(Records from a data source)
:::::
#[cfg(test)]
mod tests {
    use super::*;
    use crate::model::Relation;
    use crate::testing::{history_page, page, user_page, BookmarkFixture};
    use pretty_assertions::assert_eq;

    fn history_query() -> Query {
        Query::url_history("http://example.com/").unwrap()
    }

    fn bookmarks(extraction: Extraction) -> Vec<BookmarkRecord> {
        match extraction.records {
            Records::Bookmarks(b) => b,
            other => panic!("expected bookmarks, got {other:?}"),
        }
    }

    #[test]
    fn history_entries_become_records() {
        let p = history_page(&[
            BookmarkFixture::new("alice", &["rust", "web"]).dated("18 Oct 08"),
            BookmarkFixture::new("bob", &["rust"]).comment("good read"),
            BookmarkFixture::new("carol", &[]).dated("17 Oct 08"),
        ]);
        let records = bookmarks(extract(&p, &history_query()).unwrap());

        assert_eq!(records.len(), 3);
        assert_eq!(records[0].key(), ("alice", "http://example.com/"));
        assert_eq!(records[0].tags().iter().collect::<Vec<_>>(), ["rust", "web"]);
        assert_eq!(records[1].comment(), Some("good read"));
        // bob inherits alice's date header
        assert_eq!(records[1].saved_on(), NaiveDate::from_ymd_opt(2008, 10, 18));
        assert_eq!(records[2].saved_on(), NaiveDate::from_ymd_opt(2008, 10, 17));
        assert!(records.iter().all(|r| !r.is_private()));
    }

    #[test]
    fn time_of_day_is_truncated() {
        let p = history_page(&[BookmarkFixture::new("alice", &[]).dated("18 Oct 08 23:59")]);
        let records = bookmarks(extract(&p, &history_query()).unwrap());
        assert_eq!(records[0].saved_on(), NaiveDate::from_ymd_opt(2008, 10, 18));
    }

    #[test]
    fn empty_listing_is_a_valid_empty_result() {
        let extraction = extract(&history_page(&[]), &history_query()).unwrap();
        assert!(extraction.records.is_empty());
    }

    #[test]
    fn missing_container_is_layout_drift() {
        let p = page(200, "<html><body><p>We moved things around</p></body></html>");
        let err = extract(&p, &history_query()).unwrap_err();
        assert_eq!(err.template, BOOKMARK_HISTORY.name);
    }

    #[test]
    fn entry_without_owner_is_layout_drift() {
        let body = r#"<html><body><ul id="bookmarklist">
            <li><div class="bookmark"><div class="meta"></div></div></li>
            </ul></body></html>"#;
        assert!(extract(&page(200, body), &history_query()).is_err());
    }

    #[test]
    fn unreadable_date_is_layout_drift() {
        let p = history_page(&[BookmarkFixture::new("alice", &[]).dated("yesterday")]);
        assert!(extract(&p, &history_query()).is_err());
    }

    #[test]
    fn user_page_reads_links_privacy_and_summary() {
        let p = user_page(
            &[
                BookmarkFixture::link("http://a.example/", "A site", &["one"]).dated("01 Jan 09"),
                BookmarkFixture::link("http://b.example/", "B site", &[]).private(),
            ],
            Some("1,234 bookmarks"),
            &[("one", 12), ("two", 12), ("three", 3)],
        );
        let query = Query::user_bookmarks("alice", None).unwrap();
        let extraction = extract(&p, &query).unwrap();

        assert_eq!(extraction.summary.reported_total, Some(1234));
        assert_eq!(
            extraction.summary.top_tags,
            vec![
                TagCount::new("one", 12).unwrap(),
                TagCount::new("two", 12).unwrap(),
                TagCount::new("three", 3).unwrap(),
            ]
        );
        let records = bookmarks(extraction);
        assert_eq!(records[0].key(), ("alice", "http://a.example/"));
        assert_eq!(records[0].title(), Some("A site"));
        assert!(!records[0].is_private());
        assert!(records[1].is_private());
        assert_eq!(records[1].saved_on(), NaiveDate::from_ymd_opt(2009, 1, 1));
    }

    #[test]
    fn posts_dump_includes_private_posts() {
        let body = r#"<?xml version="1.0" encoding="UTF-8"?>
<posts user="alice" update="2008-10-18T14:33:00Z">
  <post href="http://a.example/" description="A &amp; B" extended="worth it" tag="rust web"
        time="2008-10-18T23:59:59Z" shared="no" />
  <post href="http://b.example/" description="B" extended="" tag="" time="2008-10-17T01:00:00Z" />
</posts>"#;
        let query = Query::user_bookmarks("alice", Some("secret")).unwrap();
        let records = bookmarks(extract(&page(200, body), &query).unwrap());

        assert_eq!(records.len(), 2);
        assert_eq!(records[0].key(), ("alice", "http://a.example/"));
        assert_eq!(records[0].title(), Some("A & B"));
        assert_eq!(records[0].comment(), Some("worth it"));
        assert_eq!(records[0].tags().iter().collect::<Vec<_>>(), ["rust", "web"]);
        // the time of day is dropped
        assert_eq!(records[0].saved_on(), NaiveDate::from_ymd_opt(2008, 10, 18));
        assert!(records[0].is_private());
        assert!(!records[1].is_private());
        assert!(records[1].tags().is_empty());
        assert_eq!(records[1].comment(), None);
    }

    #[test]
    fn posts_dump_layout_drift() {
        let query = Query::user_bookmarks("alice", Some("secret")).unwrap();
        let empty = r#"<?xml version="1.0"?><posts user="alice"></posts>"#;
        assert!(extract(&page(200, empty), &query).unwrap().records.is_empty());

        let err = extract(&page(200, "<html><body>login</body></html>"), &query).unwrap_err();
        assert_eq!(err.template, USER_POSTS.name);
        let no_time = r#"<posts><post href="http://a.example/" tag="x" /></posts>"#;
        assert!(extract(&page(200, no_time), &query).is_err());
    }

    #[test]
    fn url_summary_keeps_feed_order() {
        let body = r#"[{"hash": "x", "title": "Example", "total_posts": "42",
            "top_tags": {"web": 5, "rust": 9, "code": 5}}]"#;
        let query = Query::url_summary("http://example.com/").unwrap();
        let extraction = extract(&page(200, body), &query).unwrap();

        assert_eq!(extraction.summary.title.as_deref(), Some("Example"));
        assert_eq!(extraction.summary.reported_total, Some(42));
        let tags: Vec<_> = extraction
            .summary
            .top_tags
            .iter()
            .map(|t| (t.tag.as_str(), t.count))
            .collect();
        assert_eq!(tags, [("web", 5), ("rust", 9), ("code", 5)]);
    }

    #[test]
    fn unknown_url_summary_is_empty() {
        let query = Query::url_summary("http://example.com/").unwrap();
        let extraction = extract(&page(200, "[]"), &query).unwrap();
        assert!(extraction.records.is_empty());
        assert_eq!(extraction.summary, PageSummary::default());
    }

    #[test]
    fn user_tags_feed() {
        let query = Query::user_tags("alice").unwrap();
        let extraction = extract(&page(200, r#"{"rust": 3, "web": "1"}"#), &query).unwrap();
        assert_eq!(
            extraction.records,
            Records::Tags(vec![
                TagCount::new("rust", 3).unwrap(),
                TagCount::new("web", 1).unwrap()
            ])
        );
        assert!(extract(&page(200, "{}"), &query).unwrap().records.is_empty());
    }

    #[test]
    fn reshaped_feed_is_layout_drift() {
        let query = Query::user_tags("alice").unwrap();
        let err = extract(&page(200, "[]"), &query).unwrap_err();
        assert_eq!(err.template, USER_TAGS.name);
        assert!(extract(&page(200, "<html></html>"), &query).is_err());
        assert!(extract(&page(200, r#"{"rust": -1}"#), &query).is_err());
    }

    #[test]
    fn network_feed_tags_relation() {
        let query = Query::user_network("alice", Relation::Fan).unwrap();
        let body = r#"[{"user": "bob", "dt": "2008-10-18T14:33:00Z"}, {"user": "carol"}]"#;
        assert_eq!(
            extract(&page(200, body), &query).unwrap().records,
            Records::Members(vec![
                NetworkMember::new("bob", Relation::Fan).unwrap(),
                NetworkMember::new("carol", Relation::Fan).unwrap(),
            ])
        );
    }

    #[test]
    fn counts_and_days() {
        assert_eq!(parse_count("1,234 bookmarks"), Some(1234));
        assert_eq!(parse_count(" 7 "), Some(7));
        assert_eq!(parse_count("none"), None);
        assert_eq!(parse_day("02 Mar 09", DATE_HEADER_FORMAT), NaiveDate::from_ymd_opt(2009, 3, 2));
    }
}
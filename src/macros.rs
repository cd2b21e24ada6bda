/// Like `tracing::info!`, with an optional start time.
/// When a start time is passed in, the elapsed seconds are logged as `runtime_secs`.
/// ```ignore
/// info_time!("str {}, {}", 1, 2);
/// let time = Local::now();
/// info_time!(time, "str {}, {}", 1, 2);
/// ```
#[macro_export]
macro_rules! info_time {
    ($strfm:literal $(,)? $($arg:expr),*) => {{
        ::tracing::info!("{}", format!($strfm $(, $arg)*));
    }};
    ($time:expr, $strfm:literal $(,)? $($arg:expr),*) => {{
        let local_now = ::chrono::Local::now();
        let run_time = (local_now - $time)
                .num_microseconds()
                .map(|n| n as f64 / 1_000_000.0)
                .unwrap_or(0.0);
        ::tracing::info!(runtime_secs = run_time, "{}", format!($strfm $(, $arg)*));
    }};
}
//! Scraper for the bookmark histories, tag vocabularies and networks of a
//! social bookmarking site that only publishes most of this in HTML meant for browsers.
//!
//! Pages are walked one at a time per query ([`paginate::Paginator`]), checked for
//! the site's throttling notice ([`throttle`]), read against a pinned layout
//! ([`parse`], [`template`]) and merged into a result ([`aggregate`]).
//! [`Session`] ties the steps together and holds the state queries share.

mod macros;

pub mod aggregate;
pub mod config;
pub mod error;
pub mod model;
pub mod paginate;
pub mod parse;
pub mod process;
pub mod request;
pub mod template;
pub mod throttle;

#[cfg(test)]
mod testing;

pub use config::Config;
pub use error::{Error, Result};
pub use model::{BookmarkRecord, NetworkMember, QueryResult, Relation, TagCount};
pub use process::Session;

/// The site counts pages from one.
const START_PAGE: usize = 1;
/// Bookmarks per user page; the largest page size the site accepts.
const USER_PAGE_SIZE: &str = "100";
:::::
#### [Task instructions]
Filter the entries down to the lines that include the string "config".

#### [Solution to the problem]
pub mod config;
pub use config::Config;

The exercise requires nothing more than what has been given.